**Prompt:**
The word "same" appears in some lines of the entries. Say how many, and give nothing but the number.

**Given data:**
== == ==

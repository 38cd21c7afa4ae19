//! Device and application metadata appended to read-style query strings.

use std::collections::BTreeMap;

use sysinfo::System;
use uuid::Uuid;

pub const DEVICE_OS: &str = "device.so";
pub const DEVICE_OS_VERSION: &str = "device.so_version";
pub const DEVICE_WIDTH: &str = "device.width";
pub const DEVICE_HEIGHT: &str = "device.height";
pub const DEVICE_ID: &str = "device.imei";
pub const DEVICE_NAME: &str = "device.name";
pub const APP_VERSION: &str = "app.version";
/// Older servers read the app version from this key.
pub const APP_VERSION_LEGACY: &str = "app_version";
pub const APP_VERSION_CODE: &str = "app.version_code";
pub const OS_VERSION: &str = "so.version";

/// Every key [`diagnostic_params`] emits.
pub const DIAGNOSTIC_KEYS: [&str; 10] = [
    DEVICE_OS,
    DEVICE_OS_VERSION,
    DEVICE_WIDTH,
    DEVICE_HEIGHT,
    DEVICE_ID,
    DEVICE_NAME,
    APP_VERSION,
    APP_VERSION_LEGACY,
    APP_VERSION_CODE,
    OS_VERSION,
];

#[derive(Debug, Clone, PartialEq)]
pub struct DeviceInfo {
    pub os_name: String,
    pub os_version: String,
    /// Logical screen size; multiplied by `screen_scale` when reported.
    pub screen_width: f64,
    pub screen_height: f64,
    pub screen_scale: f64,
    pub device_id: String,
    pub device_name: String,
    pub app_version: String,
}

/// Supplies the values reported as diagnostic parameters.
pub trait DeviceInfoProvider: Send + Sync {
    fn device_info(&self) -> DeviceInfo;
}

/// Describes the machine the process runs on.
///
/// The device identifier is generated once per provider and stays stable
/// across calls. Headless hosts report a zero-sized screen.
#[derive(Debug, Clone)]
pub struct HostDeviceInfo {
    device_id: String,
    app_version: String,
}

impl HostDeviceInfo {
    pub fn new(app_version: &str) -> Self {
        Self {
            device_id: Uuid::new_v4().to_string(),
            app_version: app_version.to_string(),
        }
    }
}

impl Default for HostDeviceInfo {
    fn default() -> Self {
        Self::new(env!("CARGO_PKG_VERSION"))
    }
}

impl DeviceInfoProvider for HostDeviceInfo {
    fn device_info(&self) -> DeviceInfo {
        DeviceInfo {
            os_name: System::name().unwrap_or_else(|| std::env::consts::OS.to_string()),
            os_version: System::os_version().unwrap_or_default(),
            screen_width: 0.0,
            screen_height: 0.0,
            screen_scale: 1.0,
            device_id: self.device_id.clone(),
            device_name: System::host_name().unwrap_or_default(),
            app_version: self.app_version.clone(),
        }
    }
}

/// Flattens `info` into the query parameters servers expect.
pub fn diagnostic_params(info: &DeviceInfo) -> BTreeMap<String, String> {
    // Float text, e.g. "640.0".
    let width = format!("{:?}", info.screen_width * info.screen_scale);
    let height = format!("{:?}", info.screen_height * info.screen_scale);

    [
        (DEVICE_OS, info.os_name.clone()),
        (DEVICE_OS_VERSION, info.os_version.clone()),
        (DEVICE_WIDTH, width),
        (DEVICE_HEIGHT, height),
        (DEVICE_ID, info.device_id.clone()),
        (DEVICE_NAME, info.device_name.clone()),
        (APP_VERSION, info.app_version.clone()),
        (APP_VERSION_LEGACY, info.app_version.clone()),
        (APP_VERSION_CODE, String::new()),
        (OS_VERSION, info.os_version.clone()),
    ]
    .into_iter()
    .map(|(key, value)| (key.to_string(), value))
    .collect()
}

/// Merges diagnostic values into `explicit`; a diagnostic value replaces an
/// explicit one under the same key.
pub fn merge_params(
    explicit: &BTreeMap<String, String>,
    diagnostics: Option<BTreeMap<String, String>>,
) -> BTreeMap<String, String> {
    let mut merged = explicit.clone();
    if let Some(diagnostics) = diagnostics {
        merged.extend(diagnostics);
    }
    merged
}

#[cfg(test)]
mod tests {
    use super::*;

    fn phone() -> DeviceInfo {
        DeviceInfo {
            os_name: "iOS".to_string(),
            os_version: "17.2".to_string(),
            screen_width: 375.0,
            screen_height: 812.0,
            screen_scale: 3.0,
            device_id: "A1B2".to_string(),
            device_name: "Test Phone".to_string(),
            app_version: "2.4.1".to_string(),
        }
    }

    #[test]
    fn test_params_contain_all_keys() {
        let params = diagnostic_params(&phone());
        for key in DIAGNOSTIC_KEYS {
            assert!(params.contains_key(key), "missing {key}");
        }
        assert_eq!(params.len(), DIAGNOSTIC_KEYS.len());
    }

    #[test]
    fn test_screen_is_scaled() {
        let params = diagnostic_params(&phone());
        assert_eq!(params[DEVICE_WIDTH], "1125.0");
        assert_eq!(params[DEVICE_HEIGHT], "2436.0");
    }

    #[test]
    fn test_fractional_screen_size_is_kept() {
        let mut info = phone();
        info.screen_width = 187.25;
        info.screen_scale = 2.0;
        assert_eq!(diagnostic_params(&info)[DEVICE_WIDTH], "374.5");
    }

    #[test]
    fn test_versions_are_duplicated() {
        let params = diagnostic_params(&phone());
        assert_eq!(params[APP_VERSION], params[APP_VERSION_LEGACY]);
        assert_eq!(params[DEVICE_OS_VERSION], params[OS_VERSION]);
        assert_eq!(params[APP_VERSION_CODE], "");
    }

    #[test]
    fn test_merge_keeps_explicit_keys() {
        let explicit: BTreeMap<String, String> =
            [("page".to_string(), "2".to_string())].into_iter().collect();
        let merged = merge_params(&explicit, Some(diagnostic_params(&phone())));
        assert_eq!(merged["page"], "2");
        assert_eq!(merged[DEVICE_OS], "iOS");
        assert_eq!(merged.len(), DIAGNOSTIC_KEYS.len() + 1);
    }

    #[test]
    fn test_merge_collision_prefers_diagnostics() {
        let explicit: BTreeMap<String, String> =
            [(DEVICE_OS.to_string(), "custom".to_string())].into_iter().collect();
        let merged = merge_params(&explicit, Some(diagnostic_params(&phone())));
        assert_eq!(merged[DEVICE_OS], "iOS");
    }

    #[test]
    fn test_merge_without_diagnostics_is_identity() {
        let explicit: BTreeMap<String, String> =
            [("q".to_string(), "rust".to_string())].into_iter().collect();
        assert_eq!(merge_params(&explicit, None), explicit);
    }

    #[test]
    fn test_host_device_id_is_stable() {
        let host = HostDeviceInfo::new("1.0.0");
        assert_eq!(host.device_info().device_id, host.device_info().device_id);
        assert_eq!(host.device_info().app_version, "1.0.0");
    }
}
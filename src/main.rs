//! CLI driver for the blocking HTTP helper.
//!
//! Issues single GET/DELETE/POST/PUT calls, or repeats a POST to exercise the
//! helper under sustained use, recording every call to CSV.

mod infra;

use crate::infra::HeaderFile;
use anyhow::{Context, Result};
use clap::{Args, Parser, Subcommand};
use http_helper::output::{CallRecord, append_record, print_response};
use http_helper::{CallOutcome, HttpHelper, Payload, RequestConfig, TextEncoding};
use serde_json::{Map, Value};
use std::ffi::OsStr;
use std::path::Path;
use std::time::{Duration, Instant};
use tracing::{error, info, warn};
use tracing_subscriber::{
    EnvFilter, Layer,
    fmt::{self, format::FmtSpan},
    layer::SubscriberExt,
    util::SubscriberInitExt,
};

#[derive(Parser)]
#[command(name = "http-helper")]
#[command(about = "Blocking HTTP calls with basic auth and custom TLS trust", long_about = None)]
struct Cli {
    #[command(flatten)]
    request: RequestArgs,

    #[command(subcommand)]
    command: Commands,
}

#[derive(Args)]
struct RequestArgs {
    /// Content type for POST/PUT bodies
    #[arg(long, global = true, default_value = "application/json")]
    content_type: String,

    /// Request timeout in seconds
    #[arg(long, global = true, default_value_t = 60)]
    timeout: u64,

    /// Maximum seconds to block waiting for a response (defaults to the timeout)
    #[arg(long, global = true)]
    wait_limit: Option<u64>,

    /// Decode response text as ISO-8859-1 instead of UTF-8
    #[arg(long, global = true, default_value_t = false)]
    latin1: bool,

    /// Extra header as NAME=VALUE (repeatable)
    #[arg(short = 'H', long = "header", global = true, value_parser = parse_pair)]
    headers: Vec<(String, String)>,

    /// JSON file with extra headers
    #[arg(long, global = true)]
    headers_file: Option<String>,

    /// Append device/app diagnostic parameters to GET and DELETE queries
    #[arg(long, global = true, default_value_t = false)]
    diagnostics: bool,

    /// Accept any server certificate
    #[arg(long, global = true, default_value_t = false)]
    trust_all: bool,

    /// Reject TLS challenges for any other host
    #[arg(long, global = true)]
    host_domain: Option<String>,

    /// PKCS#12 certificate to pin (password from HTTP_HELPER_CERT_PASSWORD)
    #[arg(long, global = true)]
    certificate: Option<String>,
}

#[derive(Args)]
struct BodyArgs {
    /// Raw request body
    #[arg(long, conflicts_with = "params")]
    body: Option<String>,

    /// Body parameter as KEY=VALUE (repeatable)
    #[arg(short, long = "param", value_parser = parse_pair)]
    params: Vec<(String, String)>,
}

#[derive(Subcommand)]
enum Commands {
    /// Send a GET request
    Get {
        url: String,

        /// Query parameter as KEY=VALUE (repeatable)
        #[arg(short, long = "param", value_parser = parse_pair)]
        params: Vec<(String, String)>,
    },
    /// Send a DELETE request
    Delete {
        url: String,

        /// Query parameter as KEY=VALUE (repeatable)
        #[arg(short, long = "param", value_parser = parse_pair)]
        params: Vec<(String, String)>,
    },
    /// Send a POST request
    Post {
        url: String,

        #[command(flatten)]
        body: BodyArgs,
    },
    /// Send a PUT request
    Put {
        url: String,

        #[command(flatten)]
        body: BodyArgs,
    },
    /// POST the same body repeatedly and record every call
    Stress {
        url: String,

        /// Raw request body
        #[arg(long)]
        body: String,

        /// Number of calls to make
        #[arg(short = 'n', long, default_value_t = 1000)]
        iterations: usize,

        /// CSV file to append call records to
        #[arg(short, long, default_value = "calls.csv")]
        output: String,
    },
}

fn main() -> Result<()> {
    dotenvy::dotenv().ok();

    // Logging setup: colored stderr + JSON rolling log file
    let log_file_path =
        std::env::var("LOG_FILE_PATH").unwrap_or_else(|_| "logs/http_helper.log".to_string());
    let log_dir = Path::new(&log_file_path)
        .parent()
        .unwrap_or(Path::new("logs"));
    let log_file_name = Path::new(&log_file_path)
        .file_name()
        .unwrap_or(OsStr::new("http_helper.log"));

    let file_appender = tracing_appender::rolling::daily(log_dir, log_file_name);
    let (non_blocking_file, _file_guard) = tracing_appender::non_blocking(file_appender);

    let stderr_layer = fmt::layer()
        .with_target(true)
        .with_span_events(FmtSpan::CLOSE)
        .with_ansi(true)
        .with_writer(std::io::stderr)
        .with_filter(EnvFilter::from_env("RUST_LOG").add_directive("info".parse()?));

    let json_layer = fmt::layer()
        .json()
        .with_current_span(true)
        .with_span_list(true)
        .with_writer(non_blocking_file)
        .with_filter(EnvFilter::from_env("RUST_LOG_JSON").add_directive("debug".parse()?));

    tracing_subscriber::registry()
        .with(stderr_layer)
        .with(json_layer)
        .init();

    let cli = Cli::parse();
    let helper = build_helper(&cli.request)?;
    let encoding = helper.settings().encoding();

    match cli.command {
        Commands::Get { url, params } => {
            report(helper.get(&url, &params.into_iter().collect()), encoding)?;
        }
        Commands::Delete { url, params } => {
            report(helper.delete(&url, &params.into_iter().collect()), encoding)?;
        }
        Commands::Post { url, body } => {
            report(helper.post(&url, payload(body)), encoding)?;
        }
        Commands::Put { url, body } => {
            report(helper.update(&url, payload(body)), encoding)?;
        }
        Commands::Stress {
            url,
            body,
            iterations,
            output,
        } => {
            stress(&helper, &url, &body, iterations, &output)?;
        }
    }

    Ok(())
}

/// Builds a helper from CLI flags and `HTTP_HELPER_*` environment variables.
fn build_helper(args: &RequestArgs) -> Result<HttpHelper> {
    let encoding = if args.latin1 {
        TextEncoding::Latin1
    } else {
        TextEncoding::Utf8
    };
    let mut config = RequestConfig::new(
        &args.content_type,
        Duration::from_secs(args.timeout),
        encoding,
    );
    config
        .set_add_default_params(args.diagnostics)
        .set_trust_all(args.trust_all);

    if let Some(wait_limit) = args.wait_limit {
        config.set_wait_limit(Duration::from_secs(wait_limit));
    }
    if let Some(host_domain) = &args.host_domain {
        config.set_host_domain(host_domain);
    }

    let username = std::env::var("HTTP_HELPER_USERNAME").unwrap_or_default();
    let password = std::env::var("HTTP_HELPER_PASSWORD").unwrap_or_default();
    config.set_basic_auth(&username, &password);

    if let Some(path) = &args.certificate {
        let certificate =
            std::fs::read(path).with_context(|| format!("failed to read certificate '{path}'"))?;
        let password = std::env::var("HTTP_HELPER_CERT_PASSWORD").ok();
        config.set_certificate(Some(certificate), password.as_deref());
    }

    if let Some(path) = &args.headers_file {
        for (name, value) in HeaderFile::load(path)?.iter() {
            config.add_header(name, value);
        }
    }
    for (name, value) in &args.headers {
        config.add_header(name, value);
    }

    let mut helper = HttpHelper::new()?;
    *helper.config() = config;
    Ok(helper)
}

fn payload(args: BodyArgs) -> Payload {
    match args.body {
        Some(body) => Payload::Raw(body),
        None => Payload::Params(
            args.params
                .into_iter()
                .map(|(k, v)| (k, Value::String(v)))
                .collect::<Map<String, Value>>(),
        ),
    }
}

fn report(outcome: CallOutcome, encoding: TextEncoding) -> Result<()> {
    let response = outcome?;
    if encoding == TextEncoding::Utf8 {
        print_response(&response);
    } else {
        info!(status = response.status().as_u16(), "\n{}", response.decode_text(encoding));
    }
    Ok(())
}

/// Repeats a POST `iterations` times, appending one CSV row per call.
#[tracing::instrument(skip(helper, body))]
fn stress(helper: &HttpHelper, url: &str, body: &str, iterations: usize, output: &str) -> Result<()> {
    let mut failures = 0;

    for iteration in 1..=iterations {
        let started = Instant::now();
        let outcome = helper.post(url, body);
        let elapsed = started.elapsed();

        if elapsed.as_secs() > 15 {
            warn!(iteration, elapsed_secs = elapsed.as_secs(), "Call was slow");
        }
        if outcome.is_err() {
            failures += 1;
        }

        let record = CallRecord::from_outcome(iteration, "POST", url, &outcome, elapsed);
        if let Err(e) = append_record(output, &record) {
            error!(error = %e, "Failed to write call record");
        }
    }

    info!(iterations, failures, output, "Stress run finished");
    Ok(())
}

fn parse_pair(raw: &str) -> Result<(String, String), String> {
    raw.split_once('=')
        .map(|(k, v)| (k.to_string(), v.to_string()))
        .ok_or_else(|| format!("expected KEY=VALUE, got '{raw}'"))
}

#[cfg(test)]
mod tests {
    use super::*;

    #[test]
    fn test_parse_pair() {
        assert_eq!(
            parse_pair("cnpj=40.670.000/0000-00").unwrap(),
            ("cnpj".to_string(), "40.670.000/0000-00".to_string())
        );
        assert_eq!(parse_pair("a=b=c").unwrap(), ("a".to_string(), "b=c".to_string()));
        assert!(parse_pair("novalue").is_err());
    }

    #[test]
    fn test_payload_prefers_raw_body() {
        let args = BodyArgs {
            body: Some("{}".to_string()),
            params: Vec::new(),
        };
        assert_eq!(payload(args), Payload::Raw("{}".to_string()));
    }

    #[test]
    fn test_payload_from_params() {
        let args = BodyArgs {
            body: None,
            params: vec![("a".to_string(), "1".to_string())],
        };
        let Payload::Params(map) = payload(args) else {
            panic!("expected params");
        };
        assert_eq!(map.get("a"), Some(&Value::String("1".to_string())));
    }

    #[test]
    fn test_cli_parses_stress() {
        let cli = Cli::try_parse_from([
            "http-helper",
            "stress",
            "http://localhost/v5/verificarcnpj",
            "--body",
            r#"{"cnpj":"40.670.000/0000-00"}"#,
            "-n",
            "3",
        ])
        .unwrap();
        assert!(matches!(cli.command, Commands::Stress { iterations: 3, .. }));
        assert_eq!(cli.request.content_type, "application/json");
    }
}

== == ==

**Exercise answer:**
2